When the Walter Sisulu University (WSU) opened five years ago in Mthatha in the Eastern Cape it had fewer than 50 postgraduate students, almost no National Research Foundation-rated researchers and very little research output.
But it now enjoys a burgeoning feeling of vitality, with eight rated researchers and more than a thousand postgrad students. What is more, the institution is hosting its third international research conference in Mthatha from August 18 to 20.
The multidisciplinary conference, “Consolidating research, innovation and technology platforms for a knowledge-based economy”, is about “using research to unlock the future of meaningful socioeconomic development”, says Professor Larry Obi, the WSU’s deputy vice-chancellor for academic affairs and research.
The annual conference builds on previous ones, in 2008 and 2009, which aimed to establish WSU as an important contributor to South African research, especially research that focuses on underprivileged rural areas. The university has thus turned the disadvantage of its marginal location into its greatest strength.
International researchers from as far afield as Japan and Nigeria will jet into the heart of the rural Eastern Cape, where they will join local researchers in presenting 226 papers during the two-and-a-half days.
Major themes include HIV/Aids (the subject of a dedicated session), harnessing indigenous knowledge systems (like traditional medicine), enhancing teaching and learning in secondary and tertiary institutions, overcoming technological challenges to rural development, addressing gender inequality, and assessing the impact of the 2010 World Cup on the everyday lives of South Africans.

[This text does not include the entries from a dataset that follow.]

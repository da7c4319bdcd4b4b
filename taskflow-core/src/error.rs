//! Error types for taskflow

use thiserror::Error;

/// Result type alias for taskflow operations
pub type Result<T> = std::result::Result<T, Error>;

/// Error type for taskflow core operations
#[derive(Error, Debug)]
pub enum Error {
    /// IO error
    #[error("IO error: {0}")]
    Io(#[from] std::io::Error),

    /// Configuration error
    #[error("Configuration error: {0}")]
    Config(String),

    /// Secrets error
    #[error("Secrets error: {0}")]
    Secrets(String),
}
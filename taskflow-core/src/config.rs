//! Configuration management for taskflow
//!
//! Configuration is loaded with the following priority (highest to lowest):
//! 1. CLI flags
//! 2. Environment variables (TASKFLOW_*)
//! 3. Config file (~/.config/taskflow/config.toml)
//! 4. Default values

use std::path::{Path, PathBuf};
use std::time::Duration;

use serde::{Deserialize, Serialize};
use tracing::{debug, warn};

use crate::{Error, Result};

/// Default request timeout for issue tracker calls
pub const DEFAULT_REQUEST_TIMEOUT: Duration = Duration::from_secs(30);

/// GitLab integration settings
#[derive(Debug, Clone, Deserialize, Serialize)]
#[serde(default)]
pub struct GitLabSettings {
    /// Project to read issues from: `namespace/path` on gitlab.com, or a
    /// full URL such as `https://gitlab.example.com/namespace/path`
    pub project: Option<String>,

    /// Upper bound for a single API request
    #[serde(with = "humantime_serde")]
    pub request_timeout: Duration,

    /// User agent sent with every request
    pub user_agent: String,
}

impl Default for GitLabSettings {
    fn default() -> Self {
        Self {
            project: None,
            request_timeout: DEFAULT_REQUEST_TIMEOUT,
            user_agent: "taskflow".to_string(),
        }
    }
}

/// Root configuration structure
#[derive(Debug, Clone, Default, Deserialize, Serialize)]
#[serde(default)]
pub struct Config {
    /// GitLab configuration
    pub gitlab: GitLabSettings,
}

impl Config {
    /// Load configuration from the default config file location
    ///
    /// Returns default config if file doesn't exist
    pub fn load() -> Result<Self> {
        if let Some(path) = Self::default_config_path() {
            if path.exists() {
                return Self::load_from_file(&path);
            }
        }

        Ok(Self::default())
    }

    /// Load configuration from a specific file
    pub fn load_from_file(path: &Path) -> Result<Self> {
        debug!(path = %path.display(), "Loading config file");
        let contents = std::fs::read_to_string(path)?;
        toml::from_str(&contents)
            .map_err(|e| Error::Config(format!("Failed to parse config: {}", e)))
    }

    /// Get the default config file path
    ///
    /// Returns `~/.config/taskflow/config.toml` on Unix
    pub fn default_config_path() -> Option<PathBuf> {
        dirs::config_dir().map(|p| p.join("taskflow").join("config.toml"))
    }

    /// Apply environment variable overrides
    ///
    /// Supported variables:
    /// - TASKFLOW_GITLAB_PROJECT: GitLab project path or URL
    /// - TASKFLOW_REQUEST_TIMEOUT: request timeout, e.g. `45s`
    pub fn with_env_overrides(self) -> Self {
        self.with_overrides_from(|key| std::env::var(key).ok())
    }

    fn with_overrides_from(mut self, lookup: impl Fn(&str) -> Option<String>) -> Self {
        if let Some(project) = lookup("TASKFLOW_GITLAB_PROJECT") {
            self.gitlab.project = Some(project);
        }

        if let Some(raw) = lookup("TASKFLOW_REQUEST_TIMEOUT") {
            match humantime_serde::re::humantime::parse_duration(&raw) {
                Ok(timeout) => self.gitlab.request_timeout = timeout,
                Err(e) => warn!(value = %raw, error = %e, "Ignoring invalid TASKFLOW_REQUEST_TIMEOUT"),
            }
        }

        self
    }

    /// Apply CLI flag overrides
    pub fn with_cli_overrides(mut self, project: Option<String>, timeout: Option<Duration>) -> Self {
        if let Some(project) = project {
            self.gitlab.project = Some(project);
        }

        if let Some(timeout) = timeout {
            self.gitlab.request_timeout = timeout;
        }

        self
    }

    /// Load configuration with all overrides applied
    ///
    /// Priority: CLI > env > config file > defaults
    pub fn load_with_overrides(project: Option<String>, timeout: Option<Duration>) -> Result<Self> {
        Ok(Self::load()?
            .with_env_overrides()
            .with_cli_overrides(project, timeout))
    }
}
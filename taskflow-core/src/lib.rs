//! Taskflow Core - shared building blocks for taskflow
//!
//! This crate provides configuration and secrets loading plus the
//! notification capability that issue tracker integrations use to surface
//! problems to the user.

pub mod config;
pub mod error;
pub mod notify;
pub mod secrets;

pub use config::{Config, GitLabSettings};
pub use error::{Error, Result};
pub use notify::{LogNotifier, MemoryNotifier, Notification, Notifier, Severity};
pub use secrets::{GitLabSecrets, Secrets};
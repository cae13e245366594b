use super::{cap_outliers, reduce_points, simplify_rdp};
use crate::reference::{ReferenceSequence, ReferenceSet};
use crate::types::{DensityOptions, DensityPoint, DisplaySeries};

/// A capped result is only adopted above this many points; on small point
/// sets the order-statistic quartile approximation is unreliable.
const CAP_ADOPTION_MIN_POINTS: usize = 500;

/// Build a display-ready density series for one reference.
///
/// Pipeline order is fixed: outlier capping, then point reduction to the
/// `max_points` budget, then curve simplification, then terminal zero-fill
/// at the reference boundary.
pub fn estimate_reference_density(
    reference: &ReferenceSequence,
    options: &DensityOptions,
) -> DisplaySeries {
    let mut points = reference.points(options.kind).to_vec();

    if options.remove_spikes {
        let capped = cap_outliers(&points);
        if capped.len() > CAP_ADOPTION_MIN_POINTS {
            points = capped;
        }
    }

    points = reduce_to_budget(points, options.max_points);
    if let Some(epsilon) = options.rdp_epsilon {
        points = simplify_rdp(&points, epsilon);
    }

    zero_fill_tail(&mut points, reference.length);
    points
}

/// Build one genome-wide density series across all references in the set.
///
/// The global `max_points` budget is split proportionally by each
/// reference's share of the genome, each reference runs the per-reference
/// reduce/simplify/zero-fill steps against its local budget, and positions
/// are offset into one linear coordinate space. Spike suppression is a
/// whole-genome property: capping runs once over the concatenated series,
/// never per reference.
pub fn estimate_genome_density(set: &ReferenceSet, options: &DensityOptions) -> DisplaySeries {
    let mut all_points = Vec::new();
    let mut offset = 0u64;

    for reference in set.references() {
        let mut points = reference.points(options.kind).to_vec();

        if let Some(max) = options.max_points {
            let local_budget = max as f64 * set.genome_percent(reference);
            let factor = if local_budget > 0.0 {
                (points.len() as f64 / local_budget).round() as usize
            } else {
                // A reference too small to earn any budget collapses to a
                // single summed point.
                points.len().max(1)
            };
            points = reduce_points(&points, factor);
        }

        if let Some(epsilon) = options.rdp_epsilon {
            points = simplify_rdp(&points, epsilon);
        }

        zero_fill_tail(&mut points, reference.length);

        all_points.extend(
            points
                .iter()
                .map(|p| DensityPoint::new(p.pos + offset, p.depth)),
        );
        offset += reference.length;
    }

    if options.remove_spikes {
        all_points = cap_outliers(&all_points);
    }

    all_points
}

fn reduce_to_budget(points: Vec<DensityPoint>, max_points: Option<usize>) -> Vec<DensityPoint> {
    match max_points {
        Some(max) if max > 0 => {
            let factor = (points.len() as f64 / max as f64).round() as usize;
            reduce_points(&points, factor)
        }
        _ => points,
    }
}

/// Append explicit zero-depth points so every curve returns to baseline at
/// the reference boundary. Omitting this causes interpolation artifacts at
/// chromosome ends: the chart would connect the last real bin straight to
/// the next reference's first point.
fn zero_fill_tail(points: &mut DisplaySeries, length: u64) {
    if length == 0 {
        return;
    }

    match points.last().map(|p| p.pos) {
        None => {
            points.push(DensityPoint::new(0, 0));
            if length > 1 {
                points.push(DensityPoint::new(length - 1, 0));
            }
        }
        Some(last) if last + 1 < length => {
            points.push(DensityPoint::new(last + 1, 0));
            if last + 2 < length {
                points.push(DensityPoint::new(length - 1, 0));
            }
        }
        Some(_) => {}
    }
}

#[cfg(test)]
mod tests {
    use super::*;

    fn reference(name: &str, length: u64, pairs: &[(u64, u64)]) -> ReferenceSequence {
        let points: Vec<DensityPoint> =
            pairs.iter().map(|&(p, d)| DensityPoint::new(p, d)).collect();
        ReferenceSequence::new(name, length, 0, points.clone(), points).unwrap()
    }

    #[test]
    fn test_single_point_reference_zero_fill() {
        let r = reference("chr1", 1000, &[(0, 5)]);
        let options = DensityOptions {
            max_points: Some(10),
            ..Default::default()
        };
        let series = estimate_reference_density(&r, &options);
        assert_eq!(
            series,
            vec![
                DensityPoint::new(0, 5),
                DensityPoint::new(1, 0),
                DensityPoint::new(999, 0),
            ]
        );
    }

    #[test]
    fn test_empty_reference_still_returns_baseline() {
        let r = reference("chr1", 1000, &[]);
        let series = estimate_reference_density(&r, &DensityOptions::default());
        assert_eq!(series, vec![DensityPoint::new(0, 0), DensityPoint::new(999, 0)]);
    }

    #[test]
    fn test_no_zero_fill_when_curve_reaches_end() {
        let r = reference("chr1", 100, &[(0, 1), (99, 2)]);
        let options = DensityOptions {
            max_points: None,
            ..Default::default()
        };
        let series = estimate_reference_density(&r, &options);
        assert_eq!(series.last(), Some(&DensityPoint::new(99, 2)));
        assert_eq!(series.len(), 2);
    }

    #[test]
    fn test_adjacent_tail_emits_single_zero() {
        let r = reference("chr1", 100, &[(0, 1), (98, 2)]);
        let options = DensityOptions {
            max_points: None,
            ..Default::default()
        };
        let series = estimate_reference_density(&r, &options);
        assert_eq!(series.last(), Some(&DensityPoint::new(99, 0)));
        assert_eq!(series.len(), 3);
    }

    #[test]
    fn test_reduction_applies_budget() {
        let pairs: Vec<(u64, u64)> = (0..1000).map(|i| (i, 1)).collect();
        let r = reference("chr1", 1000, &pairs);
        let options = DensityOptions {
            max_points: Some(100),
            ..Default::default()
        };
        let series = estimate_reference_density(&r, &options);
        // 1000 points reduced by factor 10, plus the terminal zero pair
        assert_eq!(series.len(), 100 + 2);
        assert_eq!(series[0], DensityPoint::new(0, 10));
    }

    #[test]
    fn test_small_set_skips_cap_adoption() {
        // 6 points with one spike: the capped result is far below the
        // adoption threshold, so the raw points survive.
        let r = reference("chr1", 100, &[(0, 1), (1, 1), (2, 2), (3, 1), (4, 90), (5, 1)]);
        let options = DensityOptions {
            remove_spikes: true,
            max_points: None,
            ..Default::default()
        };
        let series = estimate_reference_density(&r, &options);
        assert!(series.iter().any(|p| p.depth == 90));
    }

    #[test]
    fn test_genome_series_offsets_positions() {
        let set = ReferenceSet::new(vec![
            reference("1", 1000, &[(0, 5), (999, 1)]),
            reference("2", 500, &[(0, 7)]),
        ]);
        let options = DensityOptions {
            max_points: None,
            ..Default::default()
        };
        let series = estimate_genome_density(&set, &options);

        // Positions strictly ascending through the concatenation
        for pair in series.windows(2) {
            assert!(pair[0].pos < pair[1].pos);
        }
        // Second reference's first point offset by the first's length
        assert!(series.contains(&DensityPoint::new(1000, 7)));
        // Its terminal zero sits at the end of the global space
        assert_eq!(series.last(), Some(&DensityPoint::new(1000 + 499, 0)));
    }

    #[test]
    fn test_genome_budget_split_is_proportional() {
        let pairs_a: Vec<(u64, u64)> = (0..800).map(|i| (i, 1)).collect();
        let pairs_b: Vec<(u64, u64)> = (0..200).map(|i| (i, 1)).collect();
        let set = ReferenceSet::new(vec![
            reference("1", 8000, &pairs_a),
            reference("2", 2000, &pairs_b),
        ]);
        let options = DensityOptions {
            max_points: Some(100),
            ..Default::default()
        };
        let series = estimate_genome_density(&set, &options);

        // ref 1: 800 points / budget 80 -> factor 10 -> 80 points (+2 fill)
        // ref 2: 200 points / budget 20 -> factor 10 -> 20 points (+2 fill)
        assert_eq!(series.len(), 80 + 2 + 20 + 2);
    }
}
use clap::Parser;
use rand::SeedableRng;
use rand::rngs::StdRng;
use serde_json::json;
use tracing_subscriber::{layer::SubscriberExt, util::SubscriberInitExt};

use vcfsumr::{
    Config,
    bed::read_restriction_bed,
    engine::{estimate_genome_density, estimate_reference_density, sample_regions},
    index::TabixDensityReader,
    reference::{ReferenceSequence, ReferenceSet},
    stats::build_stats_request,
};

/// Genome-wide views skip contigs below this share of the total length.
const MIN_REFERENCE_PERCENT: f64 = 0.005;

#[tokio::main]
async fn main() -> anyhow::Result<()> {
    let mut config = Config::parse();

    // Initialize tracing
    tracing_subscriber::registry()
        .with(
            tracing_subscriber::EnvFilter::try_from_default_env()
                .unwrap_or_else(|_| config.log_level.clone().into()),
        )
        .with(tracing_subscriber::fmt::layer())
        .init();

    let index_path = config.effective_index_path();
    tracing::info!("Reading tabix index {:?}", index_path);

    let set = TabixDensityReader::load_with_header(&config.vcf, &index_path).await?;
    tracing::info!(
        "Loaded {} references, genome length {}",
        set.len(),
        set.genome_length()
    );

    // Small files are cheap enough to sample exhaustively
    let file_size = tokio::fs::metadata(&config.vcf).await?.len();
    if file_size < config.min_sampling_size {
        tracing::info!("File below sampling threshold, forcing full analysis");
        config.full_analysis = true;
    }

    let restriction = match &config.bed {
        Some(path) => {
            let regions = read_restriction_bed(path)?;
            tracing::info!("Loaded {} restriction intervals from {:?}", regions.len(), path);
            Some(regions)
        }
        None => None,
    };

    let references = select_references(&set, config.reference.as_deref())?;

    let density_options = config.density_options();
    let density = if config.reference.is_some() {
        estimate_reference_density(references[0], &density_options)
    } else {
        estimate_genome_density(&set, &density_options)
    };

    let mut rng = match config.seed {
        Some(seed) => StdRng::seed_from_u64(seed),
        None => StdRng::from_entropy(),
    };
    let sampling_options = config.sampling_options(restriction);
    let regions = sample_regions(&references, &sampling_options, &mut rng);
    tracing::info!("Sampled {} regions", regions.len());

    let stats_request = build_stats_request(&references, regions, Vec::new());

    let summary = json!({
        "references": set.references().iter().map(|r| json!({
            "name": r.name,
            "length": r.length,
            "points": r.coarse_points.len(),
            "sparse": r.sparse_points.is_some(),
        })).collect::<Vec<_>>(),
        "density": density,
        "statsRequest": stats_request,
    });
    println!("{}", serde_json::to_string_pretty(&summary)?);

    Ok(())
}

fn select_references<'a>(
    set: &'a ReferenceSet,
    name: Option<&str>,
) -> anyhow::Result<Vec<&'a ReferenceSequence>> {
    match name {
        Some(name) => {
            let reference = set
                .get(name)
                .ok_or_else(|| anyhow::anyhow!("reference not found: {}", name))?;
            Ok(vec![reference])
        }
        None => Ok(set.references_in_range(MIN_REFERENCE_PERCENT, 1.0)),
    }
}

The majority of papers lean in the direction of medical themes, which fits neatly with WSU’s decision to host the conference at the Health Resources Centre at the Nelson Mandela Academic Hospital. The teaching hospital is affiliated to the university.
The WSU chancellor, Dr Brigalia Bam, says: “Social issues and ills can be more informed through research — It is through highlighting the reality of the real world that we can begin to assess facts and seek solutions.”
“Research was not a cardinal mandate of technikons,” says Obi, alluding to the merger of two technikons and the former University of Transkei to create WSU in 2005. “But research is a way of enhancing the university’s other core functions — teaching and learning on the one hand, and community development on the other,” he says.
Obi expects the conference to entrench a research culture at the university: “It will create a platform for us to network and collaborate with international and national researchers.” What is more, WSU will continue a trend it set last year by publishing a peer-reviewed edition of articles emanating from the conference to enhance further the research outputs of its academic staff and students.
Obi believes the conference will make a difference in another important way: “It’s about time that we started marketing historically black towns, and not just the Cape Towns and Johannesburgs,” he says. Conference delegates willl find themselves “in this beautiful city of Mthatha, in the homeland of Nelson Mandela”, he says.